The process of settling on a design for the I-49 Connector is leading us to selecting one of two popular designs. Let’s not be hasty in choosing the best path.

On Dec. 12, the Evangeline Thruway Redevelopment Team asked that none of the current concepts for Interstate 49 — either the elevated option or the “cut-and-cover” option — be taken off the table until key questions can be answered.

The ETRT, which is an advisory body to the City-Parish Council, is particularly concerned about the current lack of information regarding the feasibility of the cut-and-cover option, sometimes referred to as the “6 Series,” as well as a lack of clarity between the cut-and-cover and the elevated option, the commonly called “4 Series.”

As a member of the ETRT who made the motion, let me explain the basic issues at play. The ETRT was tasked to come up with ideas on how to mitigate the effect of the I-49 Connector through one of the oldest parts of Lafayette.

As part of that process, we held wellattended public meetings, where we actively engaged the neighborhoods. The cut-and-cover option, or at least some variation of that, was largely the result of that interaction with the community. People liked that the 6 Series presented the potential to maintain connectivity across the corridor while dealing with noise issues and other potentially negative activities that happen underneath elevated freeway structures. Thankfully, DOTD picked up on the idea and presented its thoughts during its own latest round of planning exercises. This ETRT request was prompted after the DOTD team met with the ETRT team Nov. 30, a well-appreciated visit that unfortunately led to more questions than answers.

One key issue is that, in the DOTD perspective, the cut-and-cover would require for Johnston Street to be elevated above the railroad track, causing a disruption to the Freetown-Port Rico Historic District. But that decision is premised on Johnston Street in this area being designed for 40 miles per hour, rather than 25 or 30 miles per hour. At that lower design speed, the disruptive intrusion may not be required. This would require, however, for DOTD to consider thinking about that section of Johnston Street differently, maintaining its capacity for cars, but moving toward a design that was safer for pedestrians.

As the ETRT request for information states: “It is impossible to make a fully-informed, rational decision as a community without a well-grounded estimate of the future costs associated with each concept. Ultimately, the project must be fundable in order to be built, and estimated costs, even at this early stage in the planning process, are a necessary tool to effectively compare the options before us.”

Regrettably, the numbers that have been presented so far make it difficult to make “apples to apples” comparisons between the two concepts. It isn’t clear, for example, whether the cost estimates include costs of environmental remediation, the extent of that remediation, or even if remediation is included in both the Series 4 and the Series 6 estimates. It also isn’t clear whether costs for features like the signature bridge or improvements to the Thruway are or are not included.

These should not be difficult questions for the Lafayette Connector Partners team to answer — the cost estimates, for example, are very likely supported by detailed back-up information.

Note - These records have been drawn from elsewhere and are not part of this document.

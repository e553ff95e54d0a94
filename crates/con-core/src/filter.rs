//! Semantic filtering -- strip unnecessary fields before CON encoding.
//!
//! This module provides pattern-based field stripping for JSON values,
//! enabling significant size reduction when encoding to CON by removing
//! API noise fields (etags, internal IDs, redundant links, etc.).
//!
//! # Pattern syntax
//!
//! - `"etag"` -- strip the top-level field named "etag"
//! - `"items.etag"` -- strip "etag" inside objects under "items"
//! - `"*.etag"` -- wildcard: strip "etag" at any depth
//! - `"attendees.*.responseStatus"` -- strip "responseStatus" inside each
//!   array element of "attendees"

use crate::error::Result;
use serde_json::{Map, Value};

/// A parsed filter pattern, split on dots for efficient matching.
///
/// Each segment is either a literal field name or the wildcard `*`.
/// For example, `"items.*.etag"` becomes `["items", "*", "etag"]`.
#[derive(Debug, Clone)]
struct Pattern<'a> {
    segments: Vec<&'a str>,
}

impl<'a> Pattern<'a> {
    /// Parse a dot-separated pattern string into segments.
    fn parse(pattern: &'a str) -> Self {
        Self {
            segments: pattern.split('.').collect(),
        }
    }
}

/// Strip fields from a JSON value according to the given patterns.
///
/// Returns a new `Value` with matching fields removed. The function
/// recursively walks objects and arrays, applying pattern matching at
/// each level.
///
/// # Pattern syntax
///
/// - `"field"` -- remove top-level key
/// - `"parent.child"` -- remove `child` inside `parent`
/// - `"*.field"` -- remove `field` at any nesting depth
/// - `"arr.*.field"` -- remove `field` inside each element of array `arr`
///
/// # Examples
///
/// ```
/// use serde_json::json;
/// use con_core::filter_fields;
///
/// let value = json!({"name": "Alice", "etag": "abc", "kind": "event"});
/// let filtered = filter_fields(&value, &["etag", "kind"]);
/// assert_eq!(filtered, json!({"name": "Alice"}));
/// ```
pub fn filter_fields(value: &Value, patterns: &[&str]) -> Value {
    if patterns.is_empty() {
        return value.clone();
    }
    let parsed: Vec<Pattern<'_>> = patterns.iter().map(|p| Pattern::parse(p)).collect();
    apply_filter(value, &parsed)
}

/// Internal recursive filter engine.
///
/// Walks the value tree, applying all active patterns at the current depth.
/// For each object key, patterns are checked in three ways:
///
/// 1. **Terminal match**: a single-segment pattern matching the key name
///    causes the key to be removed entirely.
/// 2. **Path descent**: a multi-segment pattern whose first segment matches
///    the key name descends into the child with the remaining segments.
/// 3. **Wildcard propagation**: patterns starting with `*` both try to match
///    the current key (via the remaining segments) AND propagate the full
///    wildcard pattern into children for matching at deeper levels.
///
/// Arrays are transparent to pattern matching: all patterns pass through
/// to each array element unchanged.
fn apply_filter(value: &Value, patterns: &[Pattern<'_>]) -> Value {
    match value {
        Value::Object(map) => filter_object(map, patterns),
        Value::Array(arr) => filter_array(arr, patterns),
        // Primitives (string, number, bool, null) are returned as-is.
        other => other.clone(),
    }
}

/// Filter an object map by removing keys that match terminal patterns,
/// and recursing into children with narrowed patterns.
fn filter_object(map: &Map<String, Value>, patterns: &[Pattern<'_>]) -> Value {
    let mut result = Map::new();

    for (key, child) in map {
        // Determine whether this key should be removed and collect
        // the set of patterns to propagate into the child value.
        let mut remove = false;
        let mut child_patterns: Vec<Pattern<'_>> = Vec::new();

        for pattern in patterns {
            let segs = &pattern.segments;
            if segs.is_empty() {
                continue;
            }

            let first = segs[0];
            let rest = &segs[1..];

            if first == "*" {
                // Wildcard: `*` matches any single key at this level.
                if rest.is_empty() {
                    // Pattern is just `*` -- remove every key (unusual but valid).
                    remove = true;
                    break;
                }
                // The wildcard consumed one level. Check if the remaining
                // pattern's first segment matches this key as a terminal.
                if rest.len() == 1 && rest[0] == key {
                    // e.g. pattern `*.etag` and key is `etag` -- remove it.
                    remove = true;
                    break;
                }
                // Otherwise, narrow the rest as a child pattern if the next
                // segment matches this key or is another wildcard.
                if rest[0] == key || rest[0] == "*" {
                    // Descend with segments after the matched key.
                    child_patterns.push(Pattern {
                        segments: rest[1..].to_vec(),
                    });
                }
                // Always propagate the full wildcard pattern into children
                // so it can match at deeper levels too.
                child_patterns.push(pattern.clone());
            } else if first == key {
                // Literal match on the first segment.
                if rest.is_empty() {
                    // Terminal match: `"etag"` matches key "etag" -- remove.
                    remove = true;
                    break;
                }
                // Multi-segment: descend with the remaining path.
                child_patterns.push(Pattern {
                    segments: rest.to_vec(),
                });
            }
            // If first segment doesn't match and isn't `*`, this pattern
            // doesn't apply at this key -- skip it.
        }

        if remove {
            continue;
        }

        // Recurse into the child with the narrowed pattern set.
        if child_patterns.is_empty() {
            result.insert(key.clone(), child.clone());
        } else {
            result.insert(key.clone(), apply_filter(child, &child_patterns));
        }
    }

    Value::Object(result)
}

/// Filter array elements by passing all patterns through to each element.
///
/// Arrays are "transparent" to pattern matching -- they don't consume
/// any pattern segments. This means `"items.etag"` works correctly when
/// `items` is an array: the pattern descends into each array element.
fn filter_array(arr: &[Value], patterns: &[Pattern<'_>]) -> Value {
    Value::Array(
        arr.iter()
            .map(|elem| apply_filter(elem, patterns))
            .collect(),
    )
}

/// Filter JSON fields by pattern, then encode the result to CON.
///
/// This is a convenience function combining [`filter_fields`] with
/// [`crate::emitter::encode`]. The JSON string is parsed, filtered, and the
/// filtered tree is normalized and serialized directly (no re-parse through JSON
/// text).
///
/// # Errors
///
/// Returns an error if the input is not valid JSON or if CON encoding fails.
///
/// # Examples
///
/// ```
/// use con_core::filter_and_encode;
///
/// let json = r#"{"name":"Alice","etag":"abc"}"#;
/// let con = filter_and_encode(json, &["etag"]).unwrap();
/// assert_eq!(con, "name: Alice");
/// ```
pub fn filter_and_encode(json: &str, patterns: &[&str]) -> Result<String> {
    let value: Value = serde_json::from_str(json)?;
    let filtered = filter_fields(&value, patterns);
    let normalized = crate::normalize::normalize(filtered)?;
    crate::emitter::serialize(&normalized, &crate::options::EmitOptions::default())
}

/// Predefined filter sets for common calendar APIs.
pub struct CalendarFilter;

impl CalendarFilter {
    /// Default filter for Google Calendar API responses.
    ///
    /// Strips the following noise fields that inflate token counts without
    /// carrying scheduling-relevant information:
    ///
    /// - `etag` -- entity tag for HTTP caching
    /// - `kind` -- API resource type identifier
    /// - `htmlLink` -- browser URL (reconstructable from event ID)
    /// - `iCalUID` -- iCalendar UID (redundant with event ID)
    /// - `sequence` -- iCalendar sequence number
    /// - `reminders.useDefault` -- boolean flag for default reminders
    /// - `creator.self` -- boolean indicating self-created
    /// - `organizer.self` -- boolean indicating self-organized
    pub fn google_default() -> Vec<&'static str> {
        vec![
            "etag",
            "kind",
            "htmlLink",
            "iCalUID",
            "sequence",
            "reminders.useDefault",
            "creator.self",
            "organizer.self",
            // Wildcard variants to strip these fields at any nesting depth
            // (e.g., inside items[] in a calendar list response).
            "*.etag",
            "*.kind",
            "*.htmlLink",
            "*.iCalUID",
            "*.sequence",
        ]
    }
}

But while these questions are pending, we shouldn’t — and don’t need to — take one fork of the road or the other. The days or weeks it should take to answer these questions are not too high a price to pay for the benefits of a better informed community. And a better informed community will result in a successful project for everyone.

The former public works director for Lafayette Consolidated Government, Kevin Blanchard is chief operating officer for Southern Lifestyle Development.